In response to the complaint, the venue has had its entertainments license suspended and cannot stage any amplified music events. The particular venue has only ever had this single complaint against it. But a venue is not just a venue, it is ostensibly a production facility for entertainment that provides employment and attracts inward investment that shapes the nature of the city. Were for instance a factory to open its doors in the middle of the night and a dreadful noise poured out. to which the residents complained, the Council would certainly attend but they would prevent the factory from continuing production as it would threaten employment. But music and arts are not regarded in the same manner, because we assign them other values. Nevertheless nightclubs, bars and venues are places of production, and they cluster in places where there ancillary support services and transport infrastructure, just like any other industry. Late night venues also contirbute significantly to local economies as their customers often start the evening at other places such as bars, cafes and restaurants, where they spend a significant proportion of their money. These customers make a considerable contribution to the city economy and make some operations that the day-time economy relies upon viable. Yet despite the importance of venues to the character and viability fo city communities, they appear to have little power to influence local events.
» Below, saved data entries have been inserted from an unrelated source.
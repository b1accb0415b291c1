use crate::{ClientId, UserId, ValidationError};
use chrono::{DateTime, Utc};
use serde::{Deserialize, Serialize};
use std::fmt::{Display, Formatter};

pub const EMAIL_MAX_LEN: usize = 254;
pub const EMAIL_MIN_LEN: usize = 3;
pub const PERSON_NAME_MAX_LEN: usize = 120;

#[derive(Debug, Clone, PartialEq, Eq, Hash, Serialize, Deserialize, PartialOrd, Ord)]
#[serde(transparent)]
#[non_exhaustive]
pub struct EmailAddress(String);

impl EmailAddress {
    pub fn parse(input: &str) -> Result<Self, ValidationError> {
        let s = input.trim().to_ascii_lowercase();
        if s.len() < EMAIL_MIN_LEN {
            return Err(ValidationError("email is too short".to_string()));
        }
        if s.len() > EMAIL_MAX_LEN {
            return Err(ValidationError(format!(
                "email exceeds max length {EMAIL_MAX_LEN}"
            )));
        }
        let (local, domain) = s
            .split_once('@')
            .ok_or_else(|| ValidationError("email must contain '@'".to_string()))?;
        if local.is_empty() || domain.is_empty() || domain.contains('@') {
            return Err(ValidationError(
                "email must have one non-empty local and domain part".to_string(),
            ));
        }
        if !domain.contains('.') || domain.starts_with('.') || domain.ends_with('.') {
            return Err(ValidationError("email domain is malformed".to_string()));
        }
        if s.chars().any(|c| c.is_whitespace() || c.is_control()) {
            return Err(ValidationError(
                "email must not contain whitespace or control characters".to_string(),
            ));
        }
        Ok(Self(s))
    }

    #[must_use]
    pub fn as_str(&self) -> &str {
        &self.0
    }

    #[must_use]
    pub fn into_inner(self) -> String {
        self.0
    }
}

impl Display for EmailAddress {
    fn fmt(&self, f: &mut Formatter<'_>) -> std::fmt::Result {
        write!(f, "{}", self.0)
    }
}

#[derive(Debug, Clone, PartialEq, Eq, Hash, Serialize, Deserialize, PartialOrd, Ord)]
#[serde(transparent)]
#[non_exhaustive]
pub struct PersonName(String);

impl PersonName {
    pub fn parse(input: &str) -> Result<Self, ValidationError> {
        let s = input.trim();
        if s.is_empty() {
            return Err(ValidationError("name must not be empty".to_string()));
        }
        if s.len() > PERSON_NAME_MAX_LEN {
            return Err(ValidationError(format!(
                "name exceeds max length {PERSON_NAME_MAX_LEN}"
            )));
        }
        if s.chars().any(char::is_control) {
            return Err(ValidationError(
                "name must not contain control characters".to_string(),
            ));
        }
        Ok(Self(s.to_string()))
    }

    #[must_use]
    pub fn as_str(&self) -> &str {
        &self.0
    }

    #[must_use]
    pub fn into_inner(self) -> String {
        self.0
    }
}

impl Display for PersonName {
    fn fmt(&self, f: &mut Formatter<'_>) -> std::fmt::Result {
        write!(f, "{}", self.0)
    }
}

/// Access tier. Managers and members are scoped to a single client;
/// admins see every tenant.
#[derive(Debug, Clone, Copy, PartialEq, Eq, Hash, Serialize, Deserialize, PartialOrd, Ord)]
#[serde(rename_all = "snake_case")]
pub enum Role {
    Admin,
    Manager,
    Member,
}

impl Role {
    #[must_use]
    pub const fn as_str(self) -> &'static str {
        match self {
            Self::Admin => "admin",
            Self::Manager => "manager",
            Self::Member => "member",
        }
    }

    pub fn parse(input: &str) -> Result<Self, ValidationError> {
        match input.trim() {
            "admin" => Ok(Self::Admin),
            "manager" => Ok(Self::Manager),
            "member" => Ok(Self::Member),
            other => Err(ValidationError(format!("unknown role: {other}"))),
        }
    }
}

impl Display for Role {
    fn fmt(&self, f: &mut Formatter<'_>) -> std::fmt::Result {
        write!(f, "{}", self.as_str())
    }
}

/// Admin accounts span all clients; manager and member accounts (and
/// invitations for them) must be scoped to exactly one.
pub fn check_role_scope(role: Role, client_id: Option<&ClientId>) -> Result<(), ValidationError> {
    match (role, client_id) {
        (Role::Admin, Some(_)) => Err(ValidationError(
            "admin accounts must not be scoped to a client".to_string(),
        )),
        (Role::Manager | Role::Member, None) => Err(ValidationError(format!(
            "{role} accounts require a client scope"
        ))),
        _ => Ok(()),
    }
}

#[derive(Debug, Clone, PartialEq, Eq, Serialize, Deserialize)]
#[serde(deny_unknown_fields)]
pub struct User {
    pub id: UserId,
    pub email: EmailAddress,
    pub name: PersonName,
    pub role: Role,
    /// Tenant scope for managers and members; admins carry none.
    pub client_id: Option<ClientId>,
    pub active: bool,
    pub created_at: DateTime<Utc>,
}

#[cfg(test)]
mod tests {
    use super::*;

    #[test]
    fn email_is_lowercased_and_trimmed() {
        let email = EmailAddress::parse("  Pat@Example.COM ").expect("parse");
        assert_eq!(email.as_str(), "pat@example.com");
    }

    #[test]
    fn email_rejects_missing_at_and_bad_domain() {
        assert!(EmailAddress::parse("pat.example.com").is_err());
        assert!(EmailAddress::parse("pat@").is_err());
        assert!(EmailAddress::parse("@example.com").is_err());
        assert!(EmailAddress::parse("pat@localhost").is_err());
        assert!(EmailAddress::parse("pat@example.com.").is_err());
        assert!(EmailAddress::parse("p at@example.com").is_err());
    }

    #[test]
    fn person_name_rejects_control_characters() {
        assert!(PersonName::parse("Pat\u{7}").is_err());
        assert!(PersonName::parse("   ").is_err());
        assert_eq!(PersonName::parse(" Pat Doe ").expect("ok").as_str(), "Pat Doe");
    }

    #[test]
    fn scope_rules_per_role() {
        let client = ClientId::new();
        assert!(check_role_scope(Role::Admin, None).is_ok());
        assert!(check_role_scope(Role::Admin, Some(&client)).is_err());
        assert!(check_role_scope(Role::Member, Some(&client)).is_ok());
        assert!(check_role_scope(Role::Member, None).is_err());
        assert!(check_role_scope(Role::Manager, None).is_err());
    }

    #[test]
    fn role_round_trips_through_strings() {
        for role in [Role::Admin, Role::Manager, Role::Member] {
            assert_eq!(Role::parse(role.as_str()).expect("parse"), role);
        }
        assert!(Role::parse("owner").is_err());
    }
}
Instead Power Elites composed of local residents, who most likely have chosen to live in the inner city environment, have the power to influence policy and demand that council officers curtail the activities of legitimate business interests, which have no vote. The inequity of this is considerable. Any city centre business owner can easily have invested far more of their personal wealth into the area than a home owner. They will have invested their skills and knowledge, and are likely to have created employment, unlike the homeowner. Their activities create wealth which in turn supports other enterprises, and thereby creates and sustains employment. Yet they have no formal means of expressing their views and ambitions, and seeking to obtain representation.
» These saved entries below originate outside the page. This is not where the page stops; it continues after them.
// SPDX-License-Identifier: Apache-2.0

use crate::auth::{authenticate, require_admin, require_client_role};
use crate::failure::ApiFailure;
use crate::AppState;
use axum::extract::{Path, Query, State};
use axum::http::{header, HeaderMap, StatusCode};
use axum::response::{IntoResponse, Response};
use axum::Json;
use chrono::Utc;
use std::collections::BTreeMap;
use timebank_api::{
    parse_page_params, parse_statement_params, ApiError, CreateClientRequest, ListResponse,
    UpdateClientRequest,
};
use timebank_core::canonical::stable_json_hash_hex;
use timebank_model::{
    parse_warn_threshold_pct, Client, ClientId, ClientName, EmailAddress, Hours, Role,
    DEFAULT_WARN_THRESHOLD_PCT,
};
use timebank_store::{ClientPatch, NewClient};

const SUMMARY_RECENT_ENTRIES: u32 = 20;

fn parse_client_id(raw: &str) -> Result<ClientId, ApiFailure> {
    ClientId::parse(raw).map_err(|_| ApiError::invalid_param("id", "must be a uuid").into())
}

pub(crate) async fn list_clients_handler(
    State(state): State<AppState>,
    headers: HeaderMap,
    Query(query): Query<BTreeMap<String, String>>,
) -> Result<Json<ListResponse<Client>>, ApiFailure> {
    let ctx = authenticate(&state, &headers)?;
    let page = parse_page_params(&query)?;
    match ctx.user.role {
        Role::Admin => {
            let include_inactive = query.get("include_inactive").map(String::as_str) == Some("true");
            let clients = state.store.list_clients(include_inactive, page.limit)?;
            Ok(Json(ListResponse::without_cursor(clients)))
        }
        // Scoped callers see exactly their own client.
        _ => {
            let scope = ctx
                .user
                .client_id
                .ok_or_else(|| ApiError::forbidden("no client scope"))?;
            let client = state.store.get_client(&scope)?;
            Ok(Json(ListResponse::without_cursor(vec![client])))
        }
    }
}

pub(crate) async fn create_client_handler(
    State(state): State<AppState>,
    headers: HeaderMap,
    Json(body): Json<CreateClientRequest>,
) -> Result<(StatusCode, Json<Client>), ApiFailure> {
    let ctx = authenticate(&state, &headers)?;
    require_admin(&ctx.user)?;

    let name =
        ClientName::parse(&body.name).map_err(|e| ApiError::invalid_param("name", &e.0))?;
    let contact_email = EmailAddress::parse(&body.contact_email)
        .map_err(|e| ApiError::invalid_param("contact_email", &e.0))?;
    let warn_threshold_pct = match body.warn_threshold_pct {
        Some(pct) => parse_warn_threshold_pct(pct)
            .map_err(|e| ApiError::invalid_param("warn_threshold_pct", &e.0))?,
        None => DEFAULT_WARN_THRESHOLD_PCT,
    };
    let client = state.store.create_client(
        &NewClient {
            name,
            contact_email,
            warn_threshold_pct,
            notify_on_entry: body.notify_on_entry.unwrap_or(false),
        },
        Utc::now(),
    )?;
    tracing::info!(client_id = %client.id, "client created");
    Ok((StatusCode::CREATED, Json(client)))
}

pub(crate) async fn get_client_handler(
    State(state): State<AppState>,
    headers: HeaderMap,
    Path(id): Path<String>,
) -> Result<Json<Client>, ApiFailure> {
    let ctx = authenticate(&state, &headers)?;
    let id = parse_client_id(&id)?;
    require_client_role(&ctx.user, &id, Role::Member)?;
    let client = state.store.get_client(&id)?;
    Ok(Json(client))
}

pub(crate) async fn update_client_handler(
    State(state): State<AppState>,
    headers: HeaderMap,
    Path(id): Path<String>,
    Json(body): Json<UpdateClientRequest>,
) -> Result<Json<Client>, ApiFailure> {
    let ctx = authenticate(&state, &headers)?;
    require_admin(&ctx.user)?;
    let id = parse_client_id(&id)?;

    let name = match &body.name {
        Some(raw) => {
            Some(ClientName::parse(raw).map_err(|e| ApiError::invalid_param("name", &e.0))?)
        }
        None => None,
    };
    let contact_email = match &body.contact_email {
        Some(raw) => Some(
            EmailAddress::parse(raw)
                .map_err(|e| ApiError::invalid_param("contact_email", &e.0))?,
        ),
        None => None,
    };
    let warn_threshold_pct = match body.warn_threshold_pct {
        Some(pct) => Some(
            parse_warn_threshold_pct(pct)
                .map_err(|e| ApiError::invalid_param("warn_threshold_pct", &e.0))?,
        ),
        None => None,
    };
    let client = state.store.update_client(
        &id,
        &ClientPatch {
            name,
            contact_email,
            warn_threshold_pct,
            notify_on_entry: body.notify_on_entry,
            active: body.active,
        },
    )?;
    Ok(Json(client))
}

pub(crate) async fn delete_client_handler(
    State(state): State<AppState>,
    headers: HeaderMap,
    Path(id): Path<String>,
) -> Result<StatusCode, ApiFailure> {
    let ctx = authenticate(&state, &headers)?;
    require_admin(&ctx.user)?;
    let id = parse_client_id(&id)?;
    state.store.deactivate_client(&id)?;
    tracing::info!(client_id = %id, "client deactivated");
    Ok(StatusCode::NO_CONTENT)
}

/// Aggregate view of a client's banks, projects and recent entries. The
/// response carries a strong ETag over its canonical JSON so dashboards can
/// poll with `If-None-Match` and get a 304 when nothing changed.
pub(crate) async fn client_summary_handler(
    State(state): State<AppState>,
    headers: HeaderMap,
    Path(id): Path<String>,
) -> Result<Response, ApiFailure> {
    let ctx = authenticate(&state, &headers)?;
    let id = parse_client_id(&id)?;
    require_client_role(&ctx.user, &id, Role::Member)?;

    let summary = state.store.client_summary(&id, SUMMARY_RECENT_ENTRIES)?;
    let etag = format!(
        "\"{}\"",
        stable_json_hash_hex(&summary).map_err(|_| ApiError::internal())?
    );
    if let Some(candidate) = headers.get(header::IF_NONE_MATCH).and_then(|v| v.to_str().ok()) {
        if candidate == etag {
            return Ok((StatusCode::NOT_MODIFIED, [(header::ETAG, etag)]).into_response());
        }
    }
    Ok((
        StatusCode::OK,
        [(header::ETAG, etag)],
        Json(summary),
    )
        .into_response())
}

/// CSV statement, one row per entry slice plus a trailing totals row.
pub(crate) async fn client_statement_handler(
    State(state): State<AppState>,
    headers: HeaderMap,
    Path(id): Path<String>,
    Query(query): Query<BTreeMap<String, String>>,
) -> Result<Response, ApiFailure> {
    let ctx = authenticate(&state, &headers)?;
    let id = parse_client_id(&id)?;
    require_client_role(&ctx.user, &id, Role::Manager)?;
    let params = parse_statement_params(&query)?;

    let rows = state.store.statement_rows(&id, params.from, params.to)?;
    let body = render_statement_csv(&rows).map_err(|_| ApiError::internal())?;
    Ok((
        StatusCode::OK,
        [
            (header::CONTENT_TYPE, "text/csv; charset=utf-8".to_string()),
            (
                header::CONTENT_DISPOSITION,
                "attachment; filename=\"statement.csv\"".to_string(),
            ),
        ],
        body,
    )
        .into_response())
}

fn render_statement_csv(
    rows: &[timebank_store::StatementRow],
) -> Result<String, Box<dyn std::error::Error>> {
    let mut writer = csv::Writer::from_writer(Vec::new());
    writer.write_record(["work_date", "project", "person", "bank", "hours", "note"])?;
    let mut total = Hours::ZERO;
    for row in rows {
        total += row.hours;
        writer.write_record([
            row.work_date.to_string().as_str(),
            row.project.as_str(),
            row.person.as_str(),
            row.bank.as_str(),
            row.hours.to_string().as_str(),
            row.note.as_deref().unwrap_or(""),
        ])?;
    }
    writer.write_record(["total", "", "", "", total.to_string().as_str(), ""])?;
    let bytes = writer.into_inner()?;
    Ok(String::from_utf8(bytes)?)
}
In Liverpool it is the entertainments industry that has been at the forefront of shaping the city and its atmosphere. It is this ambience that has been the catalyst for articulate and politically astute individuals to move into the city centre. Yet now through their application of their rights a business operation has had to suspend its activities, and cancel contracts. There is no interest among the "Resident" Power Elites for the consequences of their actions, and that some economically marginal music group has now lost the opportunity to perform and generate income. Power Elites don't care about anything but their own interests.
It is time for businesses, whether they be farms (agro-industrial concerns), factories or city centre venues to demand a modicum of equality and demand that inward residential migrants are not awarded the right to curtail the very business activities that have created the environment that attracted the inward migrant in the first place.